International
Interview

«Chaque heure, CNews foule au pied les principes du pluralisme»

Pascal Praud, figure emblématique de CNews.
Pascal Praud, figure emblématique de CNews.image: capture
Interview

«Chaque heure, CNews foule aux pieds les principes du pluralisme»

Le 13 février, le Conseil d'Etat français a décidé d'obliger les télés et radios à faire preuve de pluralisme, la chaîne CNews se sentant particulièrement visée. La liberté d'expression est-elle en danger? Historien spécialiste des médias, Alexis Lévrier a répondu aux questions de watson.
15.02.2024, 18:4915.02.2024, 21:22
Plus de «International»

D’où vient l’injonction faite par le Conseil d’Etat aux télévisions et radios de respecter un certain pluralisme, la polémique portant ces jours-ci sur CNews?
Alexis Lévrier: Cela date d’une loi de 1986, qui fixe les objectifs généraux du pluralisme. A l’époque, le CSA, le gendarme de l’audiovisuel, a interprété de manière très restrictive ces objectifs, estimant que la liberté d’expression doit primer. L’Arcom, le successeur du CSA, a repris cette interprétation. Il a choisi de ne comptabiliser que les personnalités politiques, des gens encartés, des élus. Cela signifie, en période non-électorale, des temps de parole répartis de la façon suivante: un tiers pour l’exécutif, deux tiers pour les autres partis, l’égalité étant plus réelle en période électorale. Les invités, artistes, sportifs ou sociologues, les chroniqueurs et naturellement les journalistes ne sont pas comptabilisés dans la mesure du pluralisme.

Qu'est-ce qui change à présent?
Le Conseil d’Etat, la juridiction suprême de l'ordre administratif en France, somme l’Arcom de ne pas simplement décompter les politiques, mais aussi tous les chroniqueurs et invités dont le positionnement politique est manifeste. Le Conseil d’Etat charge l’Arcom de mettre en place des outils pour les six mois qui viennent pour pouvoir comptabiliser cette parole-là.

Comment en est-on arrivé à cette décision du Conseil d'Etat?
En avril 2022, la campagne présidentielle touchant à son terme, Christophe Deloire, le secrétaire général de Reporters sans frontières (RSF), déposait un recours au Conseil d'Etat. Sa requête dénonçait l'absence de pluralisme sur CNews et demandait que l'Arcom y remédie. Il estimait que l'Arcom ne faisait pas son travail de régulateur à l'endroit de la chaîne du groupe Bolloré.

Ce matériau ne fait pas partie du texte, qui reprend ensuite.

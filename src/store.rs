//! Job store: ordered collection of scheduled jobs.

use std::cmp::Ordering;
use std::collections::{BTreeMap, HashMap};

use async_trait::async_trait;
use chrono::{DateTime, Utc};
use glob::Pattern;
use tokio::sync::RwLock;
use tracing::{debug, info, warn};

use crate::error::{StoreError, StoreResult};
use crate::job::Job;

/// Job store contract.
///
/// A store owns a set of jobs and keeps them ordered ascending by
/// `next_run_time` (finished jobs last, ties broken by insertion order),
/// so a scheduler's run loop can always ask "which job fires next?".
/// Queries hand out clones, never references into store internals.
#[async_trait]
pub trait JobStore: Send + Sync {
    /// Insert a job.
    ///
    /// If the id is already present and `replace_existing` is false, fails
    /// with [`StoreError::JobAlreadyExists`]; if true, behaves exactly
    /// like [`update_job`](Self::update_job). A genuinely new job with an
    /// unset `next_run_time` gets its first fire time from its trigger,
    /// consulted exactly once. A replaced job keeps `None` as-is: a
    /// finished job stays finished.
    ///
    /// The id must be non-empty; an empty id is a caller bug, not a
    /// recoverable error.
    async fn add_job(&self, job: Job, replace_existing: bool) -> StoreResult<()>;

    /// Replace the stored record with `job`, re-sorted under its current
    /// `next_run_time`. Fails with [`StoreError::JobDoesNotExist`] if the
    /// id is absent.
    async fn update_job(&self, job: Job) -> StoreResult<()>;

    /// Remove a job by id.
    async fn remove_job(&self, id: &str) -> StoreResult<()>;

    /// Remove every job. Never fails.
    async fn remove_all_jobs(&self);

    /// Look up a job by id.
    async fn get_job(&self, id: &str) -> StoreResult<Job>;

    /// Snapshot of all jobs in fire order.
    ///
    /// `pattern` filters ids with full-match glob semantics (`report-*`
    /// matches `report-daily`, not the other way around). An unparsable
    /// pattern matches nothing.
    async fn get_jobs(&self, pattern: Option<&str>) -> Vec<Job>;

    /// Check whether a job with this id is present.
    async fn contains_job(&self, id: &str) -> bool;

    /// Fire time of the first job in sorted order, without removing it.
    ///
    /// `None` when the store is empty or the head job is finished. This is
    /// what the scheduler's sleep-until logic polls, so it never walks the
    /// collection.
    async fn peek_next_run_time(&self) -> Option<DateTime<Utc>>;

    /// Snapshot of every job with `next_run_time <= now`, in fire order.
    async fn due_jobs(&self, now: DateTime<Utc>) -> Vec<Job>;

    /// Number of stored jobs.
    async fn len(&self) -> usize;

    /// Check whether the store holds no jobs.
    async fn is_empty(&self) -> bool;
}

/// Ordering key for a stored job: fire time first, insertion sequence as
/// the tiebreak.
#[derive(Debug, Clone, Copy, PartialEq, Eq)]
struct FireKey {
    time: FireTime,
    seq: u64,
}

impl Ord for FireKey {
    fn cmp(&self, other: &Self) -> Ordering {
        self.time
            .cmp(&other.time)
            .then_with(|| self.seq.cmp(&other.seq))
    }
}

impl PartialOrd for FireKey {
    fn partial_cmp(&self, other: &Self) -> Option<Ordering> {
        Some(self.cmp(other))
    }
}

/// Fire time with finished jobs (`None`) ordered after every concrete
/// time.
#[derive(Debug, Clone, Copy, PartialEq, Eq)]
struct FireTime(Option<DateTime<Utc>>);

impl Ord for FireTime {
    fn cmp(&self, other: &Self) -> Ordering {
        match (self.0, other.0) {
            (Some(a), Some(b)) => a.cmp(&b),
            (Some(_), None) => Ordering::Less,
            (None, Some(_)) => Ordering::Greater,
            (None, None) => Ordering::Equal,
        }
    }
}

impl PartialOrd for FireTime {
    fn partial_cmp(&self, other: &Self) -> Option<Ordering> {
        Some(self.cmp(other))
    }
}

struct Indexed {
    job: Job,
    key: FireKey,
}

/// Both structures live under one lock; every mutation touches them
/// together, so a reader can never observe an id without its ordering
/// entry or vice versa.
struct Inner {
    /// Jobs in fire order. Values are ids into `by_id`.
    by_time: BTreeMap<FireKey, String>,
    /// Id lookup, holding each record together with its ordering key.
    by_id: HashMap<String, Indexed>,
    /// Insertion sequence counter, the tiebreak for equal fire times.
    next_seq: u64,
}

impl Inner {
    fn insert(&mut self, job: Job) {
        let key = FireKey {
            time: FireTime(job.next_run_time),
            seq: self.next_seq,
        };
        self.next_seq += 1;
        self.by_time.insert(key, job.id.clone());
        self.by_id.insert(job.id.clone(), Indexed { job, key });
    }

    fn remove(&mut self, id: &str) -> Option<Indexed> {
        let entry = self.by_id.remove(id)?;
        self.by_time.remove(&entry.key);
        Some(entry)
    }
}

/// In-memory job store.
///
/// Ordering is derived from `BTreeMap` keys rather than cached positions,
/// so an insertion in front of existing jobs cannot leave anyone's index
/// stale. Insert/remove are O(log n), id lookup is O(1), peek is the head
/// of the tree.
pub struct MemoryJobStore {
    inner: RwLock<Inner>,
}

impl MemoryJobStore {
    /// Create an empty store.
    pub fn new() -> Self {
        Self {
            inner: RwLock::new(Inner {
                by_time: BTreeMap::new(),
                by_id: HashMap::new(),
                next_seq: 0,
            }),
        }
    }
}

impl Default for MemoryJobStore {
    fn default() -> Self {
        Self::new()
    }
}

#[async_trait]
impl JobStore for MemoryJobStore {
    async fn add_job(&self, mut job: Job, replace_existing: bool) -> StoreResult<()> {
        assert!(!job.id.is_empty(), "job id must not be empty");

        let mut inner = self.inner.write().await;
        if inner.by_id.contains_key(&job.id) {
            if !replace_existing {
                return Err(StoreError::JobAlreadyExists(job.id));
            }
            inner.remove(&job.id);
            debug!("Job '{}' replaced (next run: {:?})", job.id, job.next_run_time);
            inner.insert(job);
            return Ok(());
        }

        // The store asks the trigger for the first fire time, once.
        if job.next_run_time.is_none() {
            job.next_run_time = job.trigger.next_fire_time(None, Utc::now());
        }

        debug!("Job '{}' added (next run: {:?})", job.id, job.next_run_time);
        inner.insert(job);
        Ok(())
    }

    async fn update_job(&self, job: Job) -> StoreResult<()> {
        let mut inner = self.inner.write().await;
        // Remove-then-insert: changing the fire time in place would leave
        // the record sorted under its old key.
        if inner.remove(&job.id).is_none() {
            return Err(StoreError::JobDoesNotExist(job.id));
        }

        debug!("Job '{}' updated (next run: {:?})", job.id, job.next_run_time);
        inner.insert(job);
        Ok(())
    }

    async fn remove_job(&self, id: &str) -> StoreResult<()> {
        let mut inner = self.inner.write().await;
        if inner.remove(id).is_none() {
            return Err(StoreError::JobDoesNotExist(id.to_string()));
        }

        debug!("Job '{}' removed", id);
        Ok(())
    }

    async fn remove_all_jobs(&self) {
        let mut inner = self.inner.write().await;
        let count = inner.by_id.len();
        inner.by_time.clear();
        inner.by_id.clear();
        info!("Removed all {} jobs", count);
    }

    async fn get_job(&self, id: &str) -> StoreResult<Job> {
        let inner = self.inner.read().await;
        inner
            .by_id
            .get(id)
            .map(|entry| entry.job.clone())
            .ok_or_else(|| StoreError::JobDoesNotExist(id.to_string()))
    }

    async fn get_jobs(&self, pattern: Option<&str>) -> Vec<Job> {
        let pattern = match pattern {
            Some(raw) => match Pattern::new(raw) {
                Ok(compiled) => Some(compiled),
                Err(e) => {
                    warn!("Invalid job id pattern '{}': {}", raw, e);
                    return Vec::new();
                }
            },
            None => None,
        };

        let inner = self.inner.read().await;
        inner
            .by_time
            .values()
            .filter(|id| pattern.as_ref().map_or(true, |p| p.matches(id.as_str())))
            .filter_map(|id| inner.by_id.get(id).map(|entry| entry.job.clone()))
            .collect()
    }

    async fn contains_job(&self, id: &str) -> bool {
        self.inner.read().await.by_id.contains_key(id)
    }

    async fn peek_next_run_time(&self) -> Option<DateTime<Utc>> {
        let inner = self.inner.read().await;
        inner.by_time.keys().next().and_then(|key| key.time.0)
    }

    async fn due_jobs(&self, now: DateTime<Utc>) -> Vec<Job> {
        let inner = self.inner.read().await;
        let end = FireKey {
            time: FireTime(Some(now)),
            seq: u64::MAX,
        };
        inner
            .by_time
            .range(..=end)
            .filter_map(|(_, id)| inner.by_id.get(id).map(|entry| entry.job.clone()))
            .collect()
    }

    async fn len(&self) -> usize {
        self.inner.read().await.by_id.len()
    }

    async fn is_empty(&self) -> bool {
        self.inner.read().await.by_id.is_empty()
    }
}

Où voulait en venir Christophe Deloire?
La logique du président de l’Arcom, Roch-Olivier Maistre, c’est de défendre uniquement la liberté d’expression. Selon Christophe Deloire, cette autorité de régulation refuse de jouer son rôle de régulateur, au nom de cette même liberté. L’Arcom se fonde sur l’article 11 de la déclaration des droits de l'homme et du citoyen qui affirme que «la libre communication des pensées et des opinions est un des droits les plus précieux de l'homme». D’ailleurs, en février 2013, devant les étudiants de Science-Po, se référant à la communication fournie tous les mois par la chaîne sur les temps de parole des personnalités politiques, il avait dit que CNews respectait «strictement le pluralisme politique».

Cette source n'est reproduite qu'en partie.